* **Task description**:
Transcribe every entry exactly, with nothing added or left out.

Records contained in a dataset
---------------
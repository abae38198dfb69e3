//! 记忆层：短期（对话交互）、长期（检索 / 写入）、token 估算

pub mod conversation;
pub mod long_term;
pub mod retrieval;
pub mod token_budget;

pub use conversation::{ConversationMemory, Interaction, Message, Role};
pub use long_term::{InMemoryLongTerm, LongTermMemory, NoopLongTerm};
pub use retrieval::RetrievalApiMemory;
pub use token_budget::TokenEstimator;
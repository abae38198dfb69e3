//! ReAct / Component 提示词模板与少样本示例
//!
//! 占位符 `{{tools}}`、`{{examples}}`、`{{components}}`、`{{toolNames}}` 只在引擎构造时替换一次。

/// 少样本示例：一次输入与对应的内部独白
#[derive(Debug, Clone, PartialEq, Eq)]
pub struct Example {
    pub input: String,
    pub response: String,
}

impl Example {
    pub fn new(input: impl Into<String>, response: impl Into<String>) -> Self {
        Self {
            input: input.into(),
            response: response.into(),
        }
    }
}

pub const REACT_TEMPLATE: &str = "You are the internal Monologue of a Chat Assistant.
You run in a loop of Thought, Action, PAUSE, Observation.
At the end of the loop you output an Answer
Use Thought to describe your thoughts about the question you have been asked.
Use Action to run one of the actions available to you - then return PAUSE.
Observation will be the result of running those actions.

Tools:
{{tools}}

You should always reply with the following format:

{{examples}}

Rules:
- If you have received an Input from the user, you should reply with a Thought and an Action.
- If you have received an Observation from a tool, you should reply with a Thought and an Action.
- You should never reply with an Input.
";

pub const COMPONENT_TEMPLATE: &str = "You are the internal Monologue of a Chat Assistant.
You run in a loop of Thought, Action, Observation.
At the end of the loop you output an Answer
Use Thought to describe your thoughts about the question you have been asked.
Use Action to run one of the actions available to you.
Observation will be the result of running those actions.

You can use tools to collect the required information for responding to the user.

Tools:
{{tools}}

You have access to these components with which to respond:

Components:
{{components}}

Your internal monologue always takes the following format:

\"\"\"
Input: What the user needs or wants
Thought: you should always think about what to do
Action: the action to take, should be one of [{{toolNames}}]
Observation: the result of the action
... (this Thought/Action/Observation can repeat N times)
Thought: I can now reply to the user
Action: Finish[reply to the user]
Component: Component[Component Parameters]
\"\"\"

Example:
{{examples}}

Rules:
- If you have received an Input from the user, you should reply with a Thought and an Action.
- If you have received an Observation from a tool, you should reply with a Thought and an Action.
- If you are ready to respond to the user, you should reply with a Finish action and a Component
- You should never reply with an Input.
- You should never use a Component in an Action or Observation.
";

/// 默认示例：天气查询、年龄查询
pub fn default_examples() -> Vec<Example> {
    vec![
        Example::new(
            "Input: What is the weather like today?",
            "Thought: I should search for the weather\nAction: Search[weather today]",
        ),
        Example::new(
            "Input: How old is Barack Obama?",
            "Thought: I need to find Barack Obama's age\n\
             Action: Search[Barack Obama age]\n\
             Observation: Barack Obama is 60 years old\n\
             Thought: I can provide the user with the information\n\
             Action: Finish[Barack Obama is 60 years old]",
        ),
    ]
}

/// `- Name[description]`，每行一个
pub fn render_entries(entries: &[(String, String)]) -> String {
    entries
        .iter()
        .map(|(name, description)| format!("- {}[{}]", name, description))
        .collect::<Vec<_>>()
        .join("\n")
}

/// `- <input>\n<response>`，每个示例一段
pub fn render_examples(examples: &[Example]) -> String {
    examples
        .iter()
        .map(|e| format!("- {}\n{}", e.input, e.response))
        .collect::<Vec<_>>()
        .join("\n")
}

/// 逐个替换占位符 `{{key}}`
pub fn fill(template: &str, vars: &[(&str, &str)]) -> String {
    vars.iter().fold(template.to_string(), |acc, (key, value)| {
        acc.replace(&format!("{{{{{}}}}}", key), value)
    })
}

#[cfg(test)]
mod tests {
    use super::*;

    #[test]
    fn test_render_entries() {
        let entries = vec![
            ("Finish".to_string(), "Return a response".to_string()),
            ("Search".to_string(), "a search engine".to_string()),
        ];
        assert_eq!(
            render_entries(&entries),
            "- Finish[Return a response]\n- Search[a search engine]"
        );
    }

    #[test]
    fn test_fill_replaces_every_placeholder() {
        let out = fill(
            REACT_TEMPLATE,
            &[("tools", "- Finish[x]"), ("examples", &render_examples(&default_examples()))],
        );
        assert!(out.contains("- Finish[x]"));
        assert!(out.contains("- Input: What is the weather like today?\nThought:"));
        assert!(!out.contains("{{"));
    }

    #[test]
    fn test_component_template_placeholders() {
        let out = fill(
            COMPONENT_TEMPLATE,
            &[
                ("tools", "- Finish[x]"),
                ("components", "- Card[y]"),
                ("toolNames", "Finish, Search"),
                ("examples", ""),
            ],
        );
        assert!(out.contains("should be one of [Finish, Search]"));
        assert!(out.contains("- Card[y]"));
        assert!(!out.contains("{{"));
    }
}
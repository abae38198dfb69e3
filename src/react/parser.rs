//! 动作解析：从补全文本中找出 `Action: Name[argument]` 行
//!
//! 名称只接受当前注册表中的名字（区分大小写）；取文本中第一个合法匹配。
//! 参数取到本行最后一个 `]` 为止（允许内含方括号），去掉首尾空白后再剥掉一层成对的双引号。
//! `Component: Name[argument]` 使用同一套规则。

/// 解析出的指令：名称与参数
#[derive(Debug, Clone, PartialEq, Eq)]
pub struct Directive {
    pub name: String,
    pub argument: String,
}

pub const ACTION_LABEL: &str = "Action";
pub const COMPONENT_LABEL: &str = "Component";

fn is_line_break(c: char) -> bool {
    matches!(c, '\n' | '\r' | '\u{2028}' | '\u{2029}')
}

/// 剥掉一层包住整个参数的双引号
fn strip_quotes(arg: &str) -> &str {
    if arg.len() >= 2 && arg.starts_with('"') && arg.ends_with('"') {
        &arg[1..arg.len() - 1]
    } else {
        arg
    }
}

/// 在 `rest`（紧跟在 `Label: ` 之后的文本）上尝试匹配 `Name[...]`
fn match_at<'a, S: AsRef<str>>(rest: &'a str, names: &[S]) -> Option<(usize, &'a str)> {
    for (idx, name) in names.iter().enumerate() {
        let name = name.as_ref();
        if name.is_empty() {
            continue;
        }
        let Some(after) = rest.strip_prefix(name) else {
            continue;
        };
        let Some(body) = after.strip_prefix('[') else {
            continue;
        };
        let line = match body.find(is_line_break) {
            Some(end) => &body[..end],
            None => body,
        };
        if let Some(close) = line.rfind(']') {
            return Some((idx, &line[..close]));
        }
    }
    None
}

/// 按 `label` 解析第一条指令；找不到返回 None
pub fn parse_directive<S: AsRef<str>>(text: &str, label: &str, names: &[S]) -> Option<Directive> {
    let marker = format!("{}: ", label);
    for (pos, _) in text.match_indices(&marker) {
        let rest = &text[pos + marker.len()..];
        if let Some((idx, raw)) = match_at(rest, names) {
            return Some(Directive {
                name: names[idx].as_ref().to_string(),
                argument: strip_quotes(raw.trim()).to_string(),
            });
        }
    }
    None
}

/// 解析 `Action: Name[argument]`
pub fn parse_action<S: AsRef<str>>(text: &str, tool_names: &[S]) -> Option<Directive> {
    parse_directive(text, ACTION_LABEL, tool_names)
}

/// 解析 `Component: Name[argument]`
pub fn parse_component<S: AsRef<str>>(text: &str, component_names: &[S]) -> Option<Directive> {
    parse_directive(text, COMPONENT_LABEL, component_names)
}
---------------
* **Solution for this exercise**:
repository abae38198dfb69e3
//! 记忆层：短期（对话交互）、长期（检索 / 写入）、token 估算

pub mod conversation;
pub mod long_term;
pub mod retrieval;
pub mod token_budget;

pub use conversation::{ConversationMemory, Interaction, Message, Role};
pub use long_term::{InMemoryLongTerm, LongTermMemory, NoopLongTerm};
pub use retrieval::RetrievalApiMemory;
pub use token_budget::TokenEstimator;
repository abae38198dfb69e3
//! ReAct / Component 提示词模板与少样本示例
//!
//! 占位符 `{{tools}}`、`{{examples}}`、`{{components}}`、`{{toolNames}}` 只在引擎构造时替换一次。

/// 少样本示例：一次输入与对应的内部独白
#[derive(Debug, Clone, PartialEq, Eq)]
pub struct Example {
    pub input: String,
    pub response: String,
}

impl Example {
    pub fn new(input: impl Into<String>, response: impl Into<String>) -> Self {
        Self {
            input: input.into(),
            response: response.into(),
        }
    }
}

pub const REACT_TEMPLATE: &str = "You are the internal Monologue of a Chat Assistant.
You run in a loop of Thought, Action, PAUSE, Observation.
At the end of the loop you output an Answer
Use Thought to describe your thoughts about the question you have been asked.
Use Action to run one of the actions available to you - then return PAUSE.
Observation will be the result of running those actions.

Tools:
{{tools}}

You should always reply with the following format:

{{examples}}

Rules:
- If you have received an Input from the user, you should reply with a Thought and an Action.
- If you have received an Observation from a tool, you should reply with a Thought and an Action.
- You should never reply with an Input.
";

pub const COMPONENT_TEMPLATE: &str = "You are the internal Monologue of a Chat Assistant.
You run in a loop of Thought, Action, Observation.
At the end of the loop you output an Answer
Use Thought to describe your thoughts about the question you have been asked.
Use Action to run one of the actions available to you.
Observation will be the result of running those actions.

You can use tools to collect the required information for responding to the user.

Tools:
{{tools}}

You have access to these components with which to respond:

Components:
{{components}}

Your internal monologue always takes the following format:

\"\"\"
Input: What the user needs or wants
Thought: you should always think about what to do
Action: the action to take, should be one of [{{toolNames}}]
Observation: the result of the action
... (this Thought/Action/Observation can repeat N times)
Thought: I can now reply to the user
Action: Finish[reply to the user]
Component: Component[Component Parameters]
\"\"\"

Example:
{{examples}}

Rules:
- If you have received an Input from the user, you should reply with a Thought and an Action.
- If you have received an Observation from a tool, you should reply with a Thought and an Action.
- If you are ready to respond to the user, you should reply with a Finish action and a Component
- You should never reply with an Input.
- You should never use a Component in an Action or Observation.
";

/// 默认示例：天气查询、年龄查询
pub fn default_examples() -> Vec<Example> {
    vec![
        Example::new(
            "Input: What is the weather like today?",
            "Thought: I should search for the weather\nAction: Search[weather today]",
        ),
        Example::new(
            "Input: How old is Barack Obama?",
            "Thought: I need to find Barack Obama's age\n\
             Action: Search[Barack Obama age]\n\
             Observation: Barack Obama is 60 years old\n\
             Thought: I can provide the user with the information\n\
             Action: Finish[Barack Obama is 60 years old]",
        ),
    ]
}

/// `- Name[description]`，每行一个
pub fn render_entries(entries: &[(String, String)]) -> String {
    entries
        .iter()
        .map(|(name, description)| format!("- {}[{}]", name, description))
        .collect::<Vec<_>>()
        .join("\n")
}

/// `- <input>\n<response>`，每个示例一段
pub fn render_examples(examples: &[Example]) -> String {
    examples
        .iter()
        .map(|e| format!("- {}\n{}", e.input, e.response))
        .collect::<Vec<_>>()
        .join("\n")
}

/// 逐个替换占位符 `{{key}}`
pub fn fill(template: &str, vars: &[(&str, &str)]) -> String {
    vars.iter().fold(template.to_string(), |acc, (key, value)| {
        acc.replace(&format!("{{{{{}}}}}", key), value)
    })
}

#[cfg(test)]
mod tests {
    use super::*;

    #[test]
    fn test_render_entries() {
        let entries = vec![
            ("Finish".to_string(), "Return a response".to_string()),
            ("Search".to_string(), "a search engine".to_string()),
        ];
        assert_eq!(
            render_entries(&entries),
            "- Finish[Return a response]\n- Search[a search engine]"
        );
    }

    #[test]
    fn test_fill_replaces_every_placeholder() {
        let out = fill(
            REACT_TEMPLATE,
            &[("tools", "- Finish[x]"), ("examples", &render_examples(&default_examples()))],
        );
        assert!(out.contains("- Finish[x]"));
        assert!(out.contains("- Input: What is the weather like today?\nThought:"));
        assert!(!out.contains("{{"));
    }

    #[test]
    fn test_component_template_placeholders() {
        let out = fill(
            COMPONENT_TEMPLATE,
            &[
                ("tools", "- Finish[x]"),
                ("components", "- Card[y]"),
                ("toolNames", "Finish, Search"),
                ("examples", ""),
            ],
        );
        assert!(out.contains("should be one of [Finish, Search]"));
        assert!(out.contains("- Card[y]"));
        assert!(!out.contains("{{"));
    }
}
repository abae38198dfb69e3
filename src/react/parser.rs
//! 动作解析：从补全文本中找出 `Action: Name[argument]` 行
//!
//! 名称只接受当前注册表中的名字（区分大小写）；取文本中第一个合法匹配。
//! 参数取到本行最后一个 `]` 为止（允许内含方括号），去掉首尾空白后再剥掉一层成对的双引号。
//! `Component: Name[argument]` 使用同一套规则。

/// 解析出的指令：名称与参数
#[derive(Debug, Clone, PartialEq, Eq)]
pub struct Directive {
    pub name: String,
    pub argument: String,
}

pub const ACTION_LABEL: &str = "Action";
pub const COMPONENT_LABEL: &str = "Component";

fn is_line_break(c: char) -> bool {
    matches!(c, '\n' | '\r' | '\u{2028}' | '\u{2029}')
}

/// 剥掉一层包住整个参数的双引号
fn strip_quotes(arg: &str) -> &str {
    if arg.len() >= 2 && arg.starts_with('"') && arg.ends_with('"') {
        &arg[1..arg.len() - 1]
    } else {
        arg
    }
}

/// 在 `rest`（紧跟在 `Label: ` 之后的文本）上尝试匹配 `Name[...]`
fn match_at<'a, S: AsRef<str>>(rest: &'a str, names: &[S]) -> Option<(usize, &'a str)> {
    for (idx, name) in names.iter().enumerate() {
        let name = name.as_ref();
        if name.is_empty() {
            continue;
        }
        let Some(after) = rest.strip_prefix(name) else {
            continue;
        };
        let Some(body) = after.strip_prefix('[') else {
            continue;
        };
        let line = match body.find(is_line_break) {
            Some(end) => &body[..end],
            None => body,
        };
        if let Some(close) = line.rfind(']') {
            return Some((idx, &line[..close]));
        }
    }
    None
}

/// 按 `label` 解析第一条指令；找不到返回 None
pub fn parse_directive<S: AsRef<str>>(text: &str, label: &str, names: &[S]) -> Option<Directive> {
    let marker = format!("{}: ", label);
    for (pos, _) in text.match_indices(&marker) {
        let rest = &text[pos + marker.len()..];
        if let Some((idx, raw)) = match_at(rest, names) {
            return Some(Directive {
                name: names[idx].as_ref().to_string(),
                argument: strip_quotes(raw.trim()).to_string(),
            });
        }
    }
    None
}

/// 解析 `Action: Name[argument]`
pub fn parse_action<S: AsRef<str>>(text: &str, tool_names: &[S]) -> Option<Directive> {
    parse_directive(text, ACTION_LABEL, tool_names)
}

/// 解析 `Component: Name[argument]`
pub fn parse_component<S: AsRef<str>>(text: &str, component_names: &[S]) -> Option<Directive> {
    parse_directive(text, COMPONENT_LABEL, component_names)
}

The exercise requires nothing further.